Voltage reference in Jung regulators

Sigurd brought up the question or claim that LM431 is pretty OK. Some people wrinkle their noses but if you compare the data between LM431 and LM329, the 431 is better on most parameters except for tempco.

It seems also that Texas has the 431 more specified than National.

Notice that the dymanic impeance is much better and the noise is lower, and also the price.

I have used the 431 much in work and am very pleased with it just because it's very troublefree, has decent precision and cost little.

What do you say folks?

The discussion was started here

I missed this thread as I have ben busy with several audiorelated projects :D

as far my research is concerned I have found that ONSEMI's TL431 BI/BV is the best audio voltage reference around (when used as a normal Zener diode).

Note, it must be from OnSEMI and it must be the TL or BV version of the TL431.




Datasheet can be found at

OnSemi's TL431
Have you checked ADR42x from Analog Devices, not so bad either.

The incredible Invisus Super Regulator uses it.

Yes, I have checked the ADR42X (X = 0, 1, 3, 5), and they all
are not by far as good as TL431BI/BV from OnSemi.

Output impedance is almost a factor 10 better fo rthe TL431BI/BV.

Voltage noise is almost twice as good on the TL431.

See below:



if it's a "Reference" then the noise density should also be spelled out from 100 mHz to 10 Hz --

you have to measure itself -- TI has a useful setup on the TL431 PDF -- the entire assembly should be placed in a shielded container --

two cheap references can be sa good as one expensive one -- as "noise", if it is indeed "noise" is random -- will cancel.
we had the option to fit either a Zener voltage reference or, at a separate location fit an LM4040 as the reference.

These were feeding a discrete voltage regulator.

I argued for a TL431 option by adding a third pad. It would then allow all three options at the same location and save board space by eliminating the need for a separate Zener location that could not fit the two pin To92 pad layout. The freed space would now allow one resistor of the pair needed for an adjustable tl431 reference. We could even move the pot from the output side to the tl431 (reference) side and have a truely adjustable reference and no extra space requirement.

I did not have the knowledge to argue the advantages of the tl431. I could only argue the logic of the physical pad side of the proposed change. I gave up when three posters all thought I was being penny pinching for no technical advantage.
peranders said:
I think the price is often related to the stability rather than the noise. It's hard to make something stable but it's easy to remove the nosie.

noise is random -- so when we specify noise or the voltage of a reference we have to integrate voltage over time and over a specific bandwidty -- and this is what a capacitor or RC circuit does -- the integration. stability is like a "random walk" where the mean value will change over time -- over a long enough period of time it will revert to a mean value -- internal thermal relations, susceptibilty to heating or cooling due to ambient conditions etc.

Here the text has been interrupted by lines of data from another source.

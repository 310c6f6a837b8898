//! Configuration file parsing for sunface
//!
//! Supports a single `config.toml` with `[clock]`, `[session]`, `[sync]`
//! and `[peer]` tables.

pub mod settings;
pub mod types;

pub use settings::{
    default_config_path, load_settings, load_settings_from, resolve_config_path, CONFIG_ENV_VAR,
};
pub use types::*;
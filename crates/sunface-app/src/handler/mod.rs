//! Handler module - TEA update function and event handlers
//!
//! Organized into submodules:
//! - `update`: Main update() function and message dispatch
//! - `host`: Visibility, ambient mode and timezone signals, wake sequence
//! - `peer`: Peer transport completions
//! - `render`: Ticks, redraws and renderer feedback

pub(crate) mod host;
pub(crate) mod peer;
pub(crate) mod render;
pub(crate) mod update;


use sunface_core::{RenderFrame, RequestId};

use crate::message::Message;

// Re-export main entry point
pub use update::update;

/// Actions that the engine should perform after update
#[derive(Debug, Clone, PartialEq)]
pub enum UpdateAction {
    /// Start connect attempt `attempt` on the transport
    ConnectPeer { attempt: u64 },

    /// Send fetch request `id` to the peer
    SendRequest { id: RequestId },

    /// Tear the peer link down
    DisconnectPeer,

    /// Hand a frame to the renderer
    Render(RenderFrame),

    /// Register the host timezone-change receiver
    SubscribeTimezone,

    /// Release the host timezone-change receiver
    UnsubscribeTimezone,
}

/// Result of processing a message
#[derive(Debug, Default)]
pub struct UpdateResult {
    /// Optional follow-up message to process
    pub message: Option<Message>,
    /// Optional action for the engine to perform
    pub action: Option<UpdateAction>,
}

impl UpdateResult {
    pub fn none() -> Self {
        Self::default()
    }

    pub fn message(msg: Message) -> Self {
        Self {
            message: Some(msg),
            action: None,
        }
    }

    pub fn action(action: UpdateAction) -> Self {
        Self {
            message: None,
            action: Some(action),
        }
    }

    pub fn with_message(mut self, msg: Message) -> Self {
        self.message = Some(msg);
        self
    }

    /// Action if present, otherwise nothing
    pub fn maybe_action(action: Option<UpdateAction>) -> Self {
        Self {
            message: None,
            action,
        }
    }
}
//! Host lifecycle handlers
//!
//! Becoming visible runs the wake sequence as chained messages:
//! reconnect, then resync, then resume the clock. Becoming hidden stops the
//! clock and releases the timezone receiver.

use chrono::{DateTime, FixedOffset, Utc};
use sunface_core::prelude::*;

use crate::clock::should_be_running;
use crate::coordinator::Coordinator;
use crate::message::{HostSignal, Message, WakeStep};

use super::{UpdateAction, UpdateResult};

pub fn handle_host_signal(
    state: &mut Coordinator,
    signal: HostSignal,
    now: DateTime<Utc>,
) -> UpdateResult {
    match signal {
        HostSignal::VisibilityChanged(visible) => handle_visibility_changed(state, visible),
        HostSignal::AmbientModeChanged(in_ambient) => {
            handle_ambient_mode_changed(state, in_ambient, now)
        }
        HostSignal::TimezoneChanged(zone) => handle_timezone_changed(state, zone, now),
    }
}

fn handle_visibility_changed(state: &mut Coordinator, visible: bool) -> UpdateResult {
    if visible == state.is_visible() {
        return UpdateResult::none();
    }
    state.set_visible(visible);

    if should_be_running(visible, state.in_ambient()) {
        info!("Face visible");
        return UpdateResult::message(Message::Wake(WakeStep::Reconnect));
    }

    info!("Face hidden");
    state.clock.stop();
    release_timezone(state)
}

fn handle_ambient_mode_changed(
    state: &mut Coordinator,
    in_ambient: bool,
    now: DateTime<Utc>,
) -> UpdateResult {
    if in_ambient == state.in_ambient() {
        return UpdateResult::none();
    }
    state.set_ambient(in_ambient);

    let mode = state.power_mode();
    match state.clock.set_mode(mode, now) {
        Some(_tick) => UpdateResult::action(UpdateAction::Render(state.build_frame(now))),
        None => UpdateResult::none(),
    }
}

fn handle_timezone_changed(
    state: &mut Coordinator,
    zone: FixedOffset,
    now: DateTime<Utc>,
) -> UpdateResult {
    // Zones sharing an offset still get their tick
    info!("Timezone changed {} -> {}", state.timezone(), zone);
    state.set_timezone(zone);

    match state.clock.timezone_changed() {
        Some(_tick) => UpdateResult::action(UpdateAction::Render(state.build_frame(now))),
        None => UpdateResult::none(),
    }
}

pub fn handle_wake_step(
    state: &mut Coordinator,
    step: WakeStep,
    now: DateTime<Utc>,
) -> UpdateResult {
    if !state.is_visible() {
        // Hidden again before the sequence finished
        return UpdateResult::none();
    }

    match step {
        WakeStep::Reconnect => {
            let action = state
                .session
                .connect()
                .map(|attempt| UpdateAction::ConnectPeer { attempt });
            UpdateResult::maybe_action(action).with_message(Message::Wake(WakeStep::Resync))
        }
        WakeStep::Resync => {
            let action = state
                .sync
                .request_snapshot(&state.session, now)
                .map(|id| UpdateAction::SendRequest { id });
            UpdateResult::maybe_action(action).with_message(Message::Wake(WakeStep::ResumeClock))
        }
        WakeStep::ResumeClock => {
            state.clock.start(now);
            if state.timezone_subscribed {
                return UpdateResult::message(Message::Redraw);
            }
            state.timezone_subscribed = true;
            UpdateResult::action(UpdateAction::SubscribeTimezone).with_message(Message::Redraw)
        }
    }
}

fn release_timezone(state: &mut Coordinator) -> UpdateResult {
    if !state.timezone_subscribed {
        return UpdateResult::none();
    }
    state.timezone_subscribed = false;
    UpdateResult::action(UpdateAction::UnsubscribeTimezone)
}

noise isn't always an enemy.
I'm gearing up to modify an existing Jung regulator to the most current version, with preregulator, and turn it into a standalone high performance bench supply for projects. This thread on voltage references caught my attention; I'll likely be incorporating the TL431 into my updates.

I'm also wondering about incorporating the TL431 into the Leach amplifier's input stages' zener-regulated 40 volt supplies, but it's only rated to 37 volts max. I suppose I could try running the supplies within the part's specifications, but translating the TL431's performance to a much wider range of voltages might be useful if there's a relatively simple way to do it without compromising that performance. A mini-pcb containing all the parts to drop in place of the zener(s) would work neatly.

At any rate, I've ordered 10 of the OnSemi parts for experimentation.

Some further research turns up an Analog Devices AD588 voltage reference, 10 volts @ .01% tolerance(!) without trimming. Expensive too; the AD688 is half the price for a slight decrease in tolerance. All of my test bench meters need calibration sources, and this would exceed their specs, easily.